Goal of the exercise: Determine how many lines in the listing hold "repeat" and give only that number.
****************
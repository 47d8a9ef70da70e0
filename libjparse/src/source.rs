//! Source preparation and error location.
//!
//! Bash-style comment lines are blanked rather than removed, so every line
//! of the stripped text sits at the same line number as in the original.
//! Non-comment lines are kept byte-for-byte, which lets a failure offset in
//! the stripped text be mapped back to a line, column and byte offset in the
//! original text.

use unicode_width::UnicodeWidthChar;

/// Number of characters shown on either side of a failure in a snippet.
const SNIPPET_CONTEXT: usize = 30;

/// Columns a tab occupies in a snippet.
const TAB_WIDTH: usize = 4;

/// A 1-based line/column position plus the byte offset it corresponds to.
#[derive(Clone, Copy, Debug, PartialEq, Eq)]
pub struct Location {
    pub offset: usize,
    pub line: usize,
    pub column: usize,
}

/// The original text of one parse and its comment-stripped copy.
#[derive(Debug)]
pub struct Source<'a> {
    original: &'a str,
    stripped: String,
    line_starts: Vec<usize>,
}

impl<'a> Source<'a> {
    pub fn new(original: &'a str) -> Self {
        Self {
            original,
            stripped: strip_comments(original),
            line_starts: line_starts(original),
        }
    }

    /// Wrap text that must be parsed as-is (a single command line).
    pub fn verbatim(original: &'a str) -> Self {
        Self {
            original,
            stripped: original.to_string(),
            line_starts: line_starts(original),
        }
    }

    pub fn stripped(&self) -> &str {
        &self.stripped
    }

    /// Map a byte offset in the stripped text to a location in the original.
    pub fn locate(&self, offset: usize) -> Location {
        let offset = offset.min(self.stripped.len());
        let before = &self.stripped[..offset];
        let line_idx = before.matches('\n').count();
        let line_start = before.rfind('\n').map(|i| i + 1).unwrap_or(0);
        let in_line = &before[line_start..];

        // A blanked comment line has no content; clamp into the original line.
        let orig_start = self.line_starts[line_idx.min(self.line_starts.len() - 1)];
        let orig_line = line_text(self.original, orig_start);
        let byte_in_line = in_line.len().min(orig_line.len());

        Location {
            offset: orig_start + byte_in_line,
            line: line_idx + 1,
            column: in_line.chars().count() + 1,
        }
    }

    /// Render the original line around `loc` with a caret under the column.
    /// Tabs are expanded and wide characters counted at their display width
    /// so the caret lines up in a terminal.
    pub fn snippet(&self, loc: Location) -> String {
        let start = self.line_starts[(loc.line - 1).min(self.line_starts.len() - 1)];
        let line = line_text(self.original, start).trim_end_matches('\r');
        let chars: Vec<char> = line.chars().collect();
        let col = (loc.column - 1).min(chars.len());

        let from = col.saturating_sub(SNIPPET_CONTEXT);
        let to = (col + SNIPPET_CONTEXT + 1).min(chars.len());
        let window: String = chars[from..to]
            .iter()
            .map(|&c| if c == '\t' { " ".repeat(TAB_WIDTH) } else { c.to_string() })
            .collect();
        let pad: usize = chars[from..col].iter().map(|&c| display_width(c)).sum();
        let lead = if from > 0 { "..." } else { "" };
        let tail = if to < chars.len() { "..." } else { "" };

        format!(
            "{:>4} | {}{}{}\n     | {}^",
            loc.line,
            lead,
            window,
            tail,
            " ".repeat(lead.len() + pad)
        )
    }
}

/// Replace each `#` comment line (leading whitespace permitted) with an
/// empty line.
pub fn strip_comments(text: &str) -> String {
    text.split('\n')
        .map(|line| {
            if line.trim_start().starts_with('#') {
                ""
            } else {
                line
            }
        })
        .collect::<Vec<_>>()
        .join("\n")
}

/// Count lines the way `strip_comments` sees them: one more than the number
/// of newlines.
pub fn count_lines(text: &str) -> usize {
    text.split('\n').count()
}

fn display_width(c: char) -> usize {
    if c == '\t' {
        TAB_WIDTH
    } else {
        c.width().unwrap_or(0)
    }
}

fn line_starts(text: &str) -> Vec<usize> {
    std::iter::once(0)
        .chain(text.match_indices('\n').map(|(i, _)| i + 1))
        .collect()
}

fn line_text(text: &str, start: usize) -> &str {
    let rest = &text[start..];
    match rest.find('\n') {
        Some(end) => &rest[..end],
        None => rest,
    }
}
****************
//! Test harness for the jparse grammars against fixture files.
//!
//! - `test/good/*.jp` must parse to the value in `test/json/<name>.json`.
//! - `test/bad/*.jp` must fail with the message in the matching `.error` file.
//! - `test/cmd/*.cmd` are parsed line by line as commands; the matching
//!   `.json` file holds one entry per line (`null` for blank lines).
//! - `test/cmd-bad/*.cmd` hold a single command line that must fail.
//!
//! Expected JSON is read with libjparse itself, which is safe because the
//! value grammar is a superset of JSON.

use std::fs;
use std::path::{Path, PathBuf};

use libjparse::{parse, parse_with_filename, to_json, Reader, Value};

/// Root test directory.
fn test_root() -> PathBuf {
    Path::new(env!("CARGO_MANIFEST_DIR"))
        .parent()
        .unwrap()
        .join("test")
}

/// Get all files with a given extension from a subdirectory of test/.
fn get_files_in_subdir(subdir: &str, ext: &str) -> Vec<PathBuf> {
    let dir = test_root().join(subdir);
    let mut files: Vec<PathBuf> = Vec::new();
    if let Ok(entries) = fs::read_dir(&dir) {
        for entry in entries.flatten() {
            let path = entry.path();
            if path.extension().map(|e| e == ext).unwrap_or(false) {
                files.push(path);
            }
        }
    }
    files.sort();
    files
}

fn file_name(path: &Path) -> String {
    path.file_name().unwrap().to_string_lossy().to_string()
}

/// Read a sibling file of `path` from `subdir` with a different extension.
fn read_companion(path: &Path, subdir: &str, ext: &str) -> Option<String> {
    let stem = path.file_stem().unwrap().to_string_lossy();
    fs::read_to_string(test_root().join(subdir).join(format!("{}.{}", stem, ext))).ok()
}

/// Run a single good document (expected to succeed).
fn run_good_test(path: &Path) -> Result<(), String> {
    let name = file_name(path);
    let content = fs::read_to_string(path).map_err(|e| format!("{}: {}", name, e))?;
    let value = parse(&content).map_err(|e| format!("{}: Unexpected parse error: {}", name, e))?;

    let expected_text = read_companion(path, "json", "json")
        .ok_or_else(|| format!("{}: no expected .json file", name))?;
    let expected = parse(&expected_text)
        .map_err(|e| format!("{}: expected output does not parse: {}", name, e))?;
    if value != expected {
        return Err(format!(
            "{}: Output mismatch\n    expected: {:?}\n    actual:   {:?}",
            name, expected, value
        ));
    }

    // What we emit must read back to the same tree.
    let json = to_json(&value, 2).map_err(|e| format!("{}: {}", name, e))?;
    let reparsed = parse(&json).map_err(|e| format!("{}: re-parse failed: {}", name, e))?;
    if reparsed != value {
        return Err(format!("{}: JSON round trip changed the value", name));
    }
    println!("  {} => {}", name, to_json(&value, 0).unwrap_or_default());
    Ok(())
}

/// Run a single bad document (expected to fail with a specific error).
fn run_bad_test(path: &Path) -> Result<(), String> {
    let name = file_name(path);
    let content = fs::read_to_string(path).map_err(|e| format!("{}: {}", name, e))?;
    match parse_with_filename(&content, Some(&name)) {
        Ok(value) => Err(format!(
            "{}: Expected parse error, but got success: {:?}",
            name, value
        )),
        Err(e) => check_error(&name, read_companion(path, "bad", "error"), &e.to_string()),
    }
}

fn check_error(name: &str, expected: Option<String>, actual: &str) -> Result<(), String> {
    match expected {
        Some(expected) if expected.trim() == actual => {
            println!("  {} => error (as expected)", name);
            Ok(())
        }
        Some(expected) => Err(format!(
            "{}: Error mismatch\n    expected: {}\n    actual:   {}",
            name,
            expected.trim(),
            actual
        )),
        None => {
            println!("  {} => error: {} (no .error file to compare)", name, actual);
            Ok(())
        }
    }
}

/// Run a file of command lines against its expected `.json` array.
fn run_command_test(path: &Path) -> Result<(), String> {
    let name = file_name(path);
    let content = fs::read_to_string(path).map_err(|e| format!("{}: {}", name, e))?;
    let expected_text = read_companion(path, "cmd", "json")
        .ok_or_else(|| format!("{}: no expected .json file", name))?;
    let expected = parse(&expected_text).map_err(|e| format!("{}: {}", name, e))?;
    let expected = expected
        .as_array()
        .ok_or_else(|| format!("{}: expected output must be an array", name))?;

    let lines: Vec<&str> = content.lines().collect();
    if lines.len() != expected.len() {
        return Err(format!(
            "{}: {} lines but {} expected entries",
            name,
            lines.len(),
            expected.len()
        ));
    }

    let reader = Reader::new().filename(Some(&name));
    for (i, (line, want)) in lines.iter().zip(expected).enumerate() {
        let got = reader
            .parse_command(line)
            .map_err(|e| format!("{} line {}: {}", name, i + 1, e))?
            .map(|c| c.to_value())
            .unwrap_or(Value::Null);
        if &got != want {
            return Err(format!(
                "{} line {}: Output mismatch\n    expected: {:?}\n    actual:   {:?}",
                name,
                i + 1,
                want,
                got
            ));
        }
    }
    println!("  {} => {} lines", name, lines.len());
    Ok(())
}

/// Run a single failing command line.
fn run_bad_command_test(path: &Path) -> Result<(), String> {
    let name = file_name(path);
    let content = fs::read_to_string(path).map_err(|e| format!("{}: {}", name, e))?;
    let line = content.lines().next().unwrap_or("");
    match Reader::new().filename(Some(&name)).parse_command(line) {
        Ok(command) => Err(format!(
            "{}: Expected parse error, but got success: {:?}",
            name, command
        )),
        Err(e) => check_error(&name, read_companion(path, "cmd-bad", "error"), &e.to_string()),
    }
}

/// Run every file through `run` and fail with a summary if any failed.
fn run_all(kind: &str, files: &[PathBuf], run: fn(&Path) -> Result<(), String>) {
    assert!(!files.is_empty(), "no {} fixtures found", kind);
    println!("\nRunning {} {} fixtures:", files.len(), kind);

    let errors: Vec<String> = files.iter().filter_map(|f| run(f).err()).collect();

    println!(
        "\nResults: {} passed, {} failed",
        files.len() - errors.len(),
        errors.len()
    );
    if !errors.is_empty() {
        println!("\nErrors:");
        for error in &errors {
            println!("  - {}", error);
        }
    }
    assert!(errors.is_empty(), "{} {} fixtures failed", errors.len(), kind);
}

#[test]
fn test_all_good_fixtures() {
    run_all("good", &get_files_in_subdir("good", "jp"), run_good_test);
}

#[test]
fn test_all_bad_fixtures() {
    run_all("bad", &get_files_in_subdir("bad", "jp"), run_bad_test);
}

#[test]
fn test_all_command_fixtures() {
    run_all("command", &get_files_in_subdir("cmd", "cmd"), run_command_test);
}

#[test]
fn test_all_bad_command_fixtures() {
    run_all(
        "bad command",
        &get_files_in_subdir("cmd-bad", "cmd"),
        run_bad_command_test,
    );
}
****************
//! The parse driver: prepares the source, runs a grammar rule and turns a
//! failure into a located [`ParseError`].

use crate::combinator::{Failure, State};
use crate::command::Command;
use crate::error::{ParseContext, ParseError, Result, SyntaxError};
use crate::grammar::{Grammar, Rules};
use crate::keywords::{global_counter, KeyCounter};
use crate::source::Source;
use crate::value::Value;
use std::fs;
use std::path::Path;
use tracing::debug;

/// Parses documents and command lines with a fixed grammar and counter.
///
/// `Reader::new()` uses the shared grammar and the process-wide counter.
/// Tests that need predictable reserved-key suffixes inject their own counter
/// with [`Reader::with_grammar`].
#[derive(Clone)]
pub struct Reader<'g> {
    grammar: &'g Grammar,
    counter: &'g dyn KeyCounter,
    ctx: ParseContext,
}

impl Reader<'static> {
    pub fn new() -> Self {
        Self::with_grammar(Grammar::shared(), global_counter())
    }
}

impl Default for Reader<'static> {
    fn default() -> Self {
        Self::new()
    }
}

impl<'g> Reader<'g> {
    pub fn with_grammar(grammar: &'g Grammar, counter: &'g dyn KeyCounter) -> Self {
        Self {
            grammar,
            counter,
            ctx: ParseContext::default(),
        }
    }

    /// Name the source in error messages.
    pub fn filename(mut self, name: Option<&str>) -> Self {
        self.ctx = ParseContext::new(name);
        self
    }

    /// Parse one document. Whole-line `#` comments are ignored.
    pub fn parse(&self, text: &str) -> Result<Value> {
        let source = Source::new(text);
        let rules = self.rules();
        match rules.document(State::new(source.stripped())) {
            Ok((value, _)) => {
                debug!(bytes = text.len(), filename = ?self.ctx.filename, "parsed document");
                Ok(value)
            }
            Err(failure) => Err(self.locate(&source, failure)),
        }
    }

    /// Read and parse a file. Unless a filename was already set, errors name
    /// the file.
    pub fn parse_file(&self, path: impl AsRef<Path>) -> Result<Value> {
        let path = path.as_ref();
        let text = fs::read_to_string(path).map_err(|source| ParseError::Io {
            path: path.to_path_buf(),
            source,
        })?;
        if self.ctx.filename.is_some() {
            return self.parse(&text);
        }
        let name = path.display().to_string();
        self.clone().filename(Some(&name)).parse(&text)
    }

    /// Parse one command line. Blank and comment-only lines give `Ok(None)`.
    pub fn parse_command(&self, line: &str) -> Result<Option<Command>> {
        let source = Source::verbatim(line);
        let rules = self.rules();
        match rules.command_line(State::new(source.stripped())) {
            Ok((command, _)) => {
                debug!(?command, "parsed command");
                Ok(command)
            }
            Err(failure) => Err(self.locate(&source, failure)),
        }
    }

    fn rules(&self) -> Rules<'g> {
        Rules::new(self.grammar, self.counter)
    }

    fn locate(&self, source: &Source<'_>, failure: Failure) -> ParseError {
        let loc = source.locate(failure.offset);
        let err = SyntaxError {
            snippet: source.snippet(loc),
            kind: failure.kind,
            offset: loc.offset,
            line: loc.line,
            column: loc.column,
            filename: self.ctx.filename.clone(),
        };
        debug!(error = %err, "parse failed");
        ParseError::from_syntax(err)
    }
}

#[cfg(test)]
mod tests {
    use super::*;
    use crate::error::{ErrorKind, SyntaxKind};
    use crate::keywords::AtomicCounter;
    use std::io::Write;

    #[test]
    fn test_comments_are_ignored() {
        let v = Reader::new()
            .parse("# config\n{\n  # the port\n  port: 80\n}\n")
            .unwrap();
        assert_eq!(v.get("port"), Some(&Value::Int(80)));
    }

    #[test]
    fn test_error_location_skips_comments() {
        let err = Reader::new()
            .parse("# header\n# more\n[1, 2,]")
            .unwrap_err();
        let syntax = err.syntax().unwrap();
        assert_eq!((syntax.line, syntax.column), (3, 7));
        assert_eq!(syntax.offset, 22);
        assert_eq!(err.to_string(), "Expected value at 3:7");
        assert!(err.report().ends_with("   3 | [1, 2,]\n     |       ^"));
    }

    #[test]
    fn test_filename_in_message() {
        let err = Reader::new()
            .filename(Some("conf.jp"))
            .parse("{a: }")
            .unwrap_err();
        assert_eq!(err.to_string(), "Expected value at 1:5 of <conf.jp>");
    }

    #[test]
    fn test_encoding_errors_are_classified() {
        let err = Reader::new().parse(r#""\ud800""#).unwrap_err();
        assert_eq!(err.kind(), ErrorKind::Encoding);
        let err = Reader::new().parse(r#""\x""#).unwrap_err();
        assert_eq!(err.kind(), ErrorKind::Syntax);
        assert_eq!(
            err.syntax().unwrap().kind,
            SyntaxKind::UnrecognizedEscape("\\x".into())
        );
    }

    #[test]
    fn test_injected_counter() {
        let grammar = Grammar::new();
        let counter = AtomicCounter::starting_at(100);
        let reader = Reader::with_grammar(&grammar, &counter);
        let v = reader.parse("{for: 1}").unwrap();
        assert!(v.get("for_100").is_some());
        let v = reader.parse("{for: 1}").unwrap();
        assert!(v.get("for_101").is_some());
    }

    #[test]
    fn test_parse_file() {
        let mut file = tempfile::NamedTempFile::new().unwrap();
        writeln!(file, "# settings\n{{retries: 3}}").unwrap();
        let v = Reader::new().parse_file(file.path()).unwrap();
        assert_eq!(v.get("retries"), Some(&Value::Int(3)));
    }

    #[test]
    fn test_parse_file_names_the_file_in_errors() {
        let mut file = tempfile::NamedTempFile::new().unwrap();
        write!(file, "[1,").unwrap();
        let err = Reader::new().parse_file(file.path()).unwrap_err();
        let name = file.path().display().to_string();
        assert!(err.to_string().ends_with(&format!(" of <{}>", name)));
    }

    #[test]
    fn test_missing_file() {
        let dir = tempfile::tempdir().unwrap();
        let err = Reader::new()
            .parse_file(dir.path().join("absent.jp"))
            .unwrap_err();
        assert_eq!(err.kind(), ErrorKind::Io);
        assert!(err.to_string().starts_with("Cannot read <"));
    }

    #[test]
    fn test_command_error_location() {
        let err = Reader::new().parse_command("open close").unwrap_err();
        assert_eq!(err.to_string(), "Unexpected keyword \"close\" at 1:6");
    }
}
****************
Expected output: 2